Please repeat the lines below exactly. Begin with the line containing "assert_eq!(record.mean_return, None);" and go on through the line containing "assert_eq!(record.skewness, None);".

BEGIN Extracted information

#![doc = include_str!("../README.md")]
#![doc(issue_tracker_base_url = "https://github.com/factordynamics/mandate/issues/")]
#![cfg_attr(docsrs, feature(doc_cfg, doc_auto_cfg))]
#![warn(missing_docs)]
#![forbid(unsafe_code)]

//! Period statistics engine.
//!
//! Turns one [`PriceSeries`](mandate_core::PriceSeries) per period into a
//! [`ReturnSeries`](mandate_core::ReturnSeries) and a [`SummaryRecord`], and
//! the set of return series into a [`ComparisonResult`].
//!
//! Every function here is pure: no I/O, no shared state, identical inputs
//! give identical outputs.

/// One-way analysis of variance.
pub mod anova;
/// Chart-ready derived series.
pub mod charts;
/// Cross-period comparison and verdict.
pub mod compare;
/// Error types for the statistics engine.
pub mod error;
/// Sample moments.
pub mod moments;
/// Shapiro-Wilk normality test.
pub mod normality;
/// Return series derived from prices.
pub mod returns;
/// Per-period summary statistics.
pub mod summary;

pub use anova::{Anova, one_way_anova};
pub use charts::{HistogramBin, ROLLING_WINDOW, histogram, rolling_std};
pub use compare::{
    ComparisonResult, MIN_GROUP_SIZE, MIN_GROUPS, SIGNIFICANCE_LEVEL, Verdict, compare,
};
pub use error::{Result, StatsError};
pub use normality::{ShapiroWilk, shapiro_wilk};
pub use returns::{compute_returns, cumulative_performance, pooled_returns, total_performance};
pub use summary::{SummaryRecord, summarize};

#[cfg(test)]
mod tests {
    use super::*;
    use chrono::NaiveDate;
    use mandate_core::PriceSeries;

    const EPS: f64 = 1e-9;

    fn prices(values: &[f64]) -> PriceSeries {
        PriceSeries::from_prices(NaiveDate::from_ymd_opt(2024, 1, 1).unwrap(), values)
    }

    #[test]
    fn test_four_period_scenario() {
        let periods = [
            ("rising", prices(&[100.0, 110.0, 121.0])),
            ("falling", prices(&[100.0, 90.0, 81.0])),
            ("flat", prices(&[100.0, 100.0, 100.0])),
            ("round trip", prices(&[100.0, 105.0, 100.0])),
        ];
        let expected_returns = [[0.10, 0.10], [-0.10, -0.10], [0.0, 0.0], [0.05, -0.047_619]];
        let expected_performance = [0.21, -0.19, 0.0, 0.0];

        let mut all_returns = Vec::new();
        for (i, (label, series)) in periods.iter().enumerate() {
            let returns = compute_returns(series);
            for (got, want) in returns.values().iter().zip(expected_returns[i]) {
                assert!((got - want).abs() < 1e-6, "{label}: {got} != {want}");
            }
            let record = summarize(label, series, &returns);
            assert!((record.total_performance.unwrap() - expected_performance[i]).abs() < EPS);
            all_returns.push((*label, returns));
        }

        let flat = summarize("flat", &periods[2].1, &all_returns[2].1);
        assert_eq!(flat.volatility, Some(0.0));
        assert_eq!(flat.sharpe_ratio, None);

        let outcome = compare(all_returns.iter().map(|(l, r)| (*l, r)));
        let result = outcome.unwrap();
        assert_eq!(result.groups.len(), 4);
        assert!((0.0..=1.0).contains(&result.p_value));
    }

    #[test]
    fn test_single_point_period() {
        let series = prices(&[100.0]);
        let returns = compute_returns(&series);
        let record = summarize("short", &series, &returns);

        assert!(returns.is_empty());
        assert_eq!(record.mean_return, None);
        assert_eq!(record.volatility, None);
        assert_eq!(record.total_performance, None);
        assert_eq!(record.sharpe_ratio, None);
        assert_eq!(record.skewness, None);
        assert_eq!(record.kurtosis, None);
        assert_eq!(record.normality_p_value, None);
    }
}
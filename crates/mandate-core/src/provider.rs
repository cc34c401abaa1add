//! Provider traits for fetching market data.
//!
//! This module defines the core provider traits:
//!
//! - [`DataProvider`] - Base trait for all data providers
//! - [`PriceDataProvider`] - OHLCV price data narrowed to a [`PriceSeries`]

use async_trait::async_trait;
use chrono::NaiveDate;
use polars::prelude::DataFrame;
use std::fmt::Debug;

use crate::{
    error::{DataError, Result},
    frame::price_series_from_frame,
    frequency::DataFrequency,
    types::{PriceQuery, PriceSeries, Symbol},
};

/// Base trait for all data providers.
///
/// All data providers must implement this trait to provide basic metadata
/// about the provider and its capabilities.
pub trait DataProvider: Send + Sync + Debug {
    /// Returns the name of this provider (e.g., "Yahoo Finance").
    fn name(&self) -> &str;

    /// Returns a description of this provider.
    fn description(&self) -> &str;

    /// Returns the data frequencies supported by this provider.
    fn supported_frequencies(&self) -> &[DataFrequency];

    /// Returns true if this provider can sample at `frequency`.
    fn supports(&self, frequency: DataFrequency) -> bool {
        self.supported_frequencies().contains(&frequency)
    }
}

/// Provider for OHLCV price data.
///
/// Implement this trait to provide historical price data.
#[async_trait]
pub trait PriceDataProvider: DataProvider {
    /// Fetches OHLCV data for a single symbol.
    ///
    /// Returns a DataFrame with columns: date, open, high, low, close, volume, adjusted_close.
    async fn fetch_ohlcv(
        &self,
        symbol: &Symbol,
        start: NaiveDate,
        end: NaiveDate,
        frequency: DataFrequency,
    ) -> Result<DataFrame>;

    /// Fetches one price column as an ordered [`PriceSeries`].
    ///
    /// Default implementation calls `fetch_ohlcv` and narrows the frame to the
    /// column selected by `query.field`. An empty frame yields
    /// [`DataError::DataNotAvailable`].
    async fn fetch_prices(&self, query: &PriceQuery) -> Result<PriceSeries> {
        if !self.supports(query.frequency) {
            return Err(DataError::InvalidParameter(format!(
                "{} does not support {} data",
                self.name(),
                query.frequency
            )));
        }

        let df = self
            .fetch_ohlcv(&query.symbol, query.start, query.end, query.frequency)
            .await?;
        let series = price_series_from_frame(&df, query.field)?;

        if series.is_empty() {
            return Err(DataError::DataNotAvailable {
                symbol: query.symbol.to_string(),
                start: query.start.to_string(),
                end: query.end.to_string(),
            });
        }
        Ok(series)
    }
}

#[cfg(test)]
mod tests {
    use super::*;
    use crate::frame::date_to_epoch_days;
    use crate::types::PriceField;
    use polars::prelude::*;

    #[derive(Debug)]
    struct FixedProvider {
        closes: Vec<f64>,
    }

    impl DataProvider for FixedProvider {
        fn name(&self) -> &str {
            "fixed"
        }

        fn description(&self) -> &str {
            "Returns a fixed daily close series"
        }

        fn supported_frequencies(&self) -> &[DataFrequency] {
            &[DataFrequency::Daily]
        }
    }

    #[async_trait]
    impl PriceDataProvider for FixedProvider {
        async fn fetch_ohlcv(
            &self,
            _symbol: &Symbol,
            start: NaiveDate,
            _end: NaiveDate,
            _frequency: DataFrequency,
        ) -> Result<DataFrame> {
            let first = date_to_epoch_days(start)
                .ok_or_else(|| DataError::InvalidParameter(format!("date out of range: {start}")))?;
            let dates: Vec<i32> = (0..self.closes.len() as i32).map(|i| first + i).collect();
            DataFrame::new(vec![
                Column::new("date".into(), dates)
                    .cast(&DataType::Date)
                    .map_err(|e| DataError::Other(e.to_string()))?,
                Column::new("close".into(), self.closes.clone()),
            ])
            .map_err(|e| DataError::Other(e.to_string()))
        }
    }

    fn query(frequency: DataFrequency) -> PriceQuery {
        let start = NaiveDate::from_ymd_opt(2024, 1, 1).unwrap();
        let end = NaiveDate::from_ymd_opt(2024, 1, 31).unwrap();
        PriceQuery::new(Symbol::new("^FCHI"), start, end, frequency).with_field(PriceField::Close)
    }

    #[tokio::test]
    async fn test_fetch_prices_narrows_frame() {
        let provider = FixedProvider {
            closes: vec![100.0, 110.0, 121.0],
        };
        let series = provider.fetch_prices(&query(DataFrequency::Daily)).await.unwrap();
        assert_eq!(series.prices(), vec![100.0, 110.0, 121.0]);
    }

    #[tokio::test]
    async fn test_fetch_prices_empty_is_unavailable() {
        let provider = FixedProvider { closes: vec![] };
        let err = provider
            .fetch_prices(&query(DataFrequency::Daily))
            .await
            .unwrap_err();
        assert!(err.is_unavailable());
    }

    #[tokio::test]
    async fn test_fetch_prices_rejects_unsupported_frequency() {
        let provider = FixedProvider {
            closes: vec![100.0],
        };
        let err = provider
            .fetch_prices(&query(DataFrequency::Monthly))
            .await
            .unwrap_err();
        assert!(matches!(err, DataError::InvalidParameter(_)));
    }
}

END Extracted information

**Your solution:**
        assert_eq!(record.mean_return, None);
        assert_eq!(record.volatility, None);
        assert_eq!(record.total_performance, None);
        assert_eq!(record.sharpe_ratio, None);
        assert_eq!(record.skewness, None);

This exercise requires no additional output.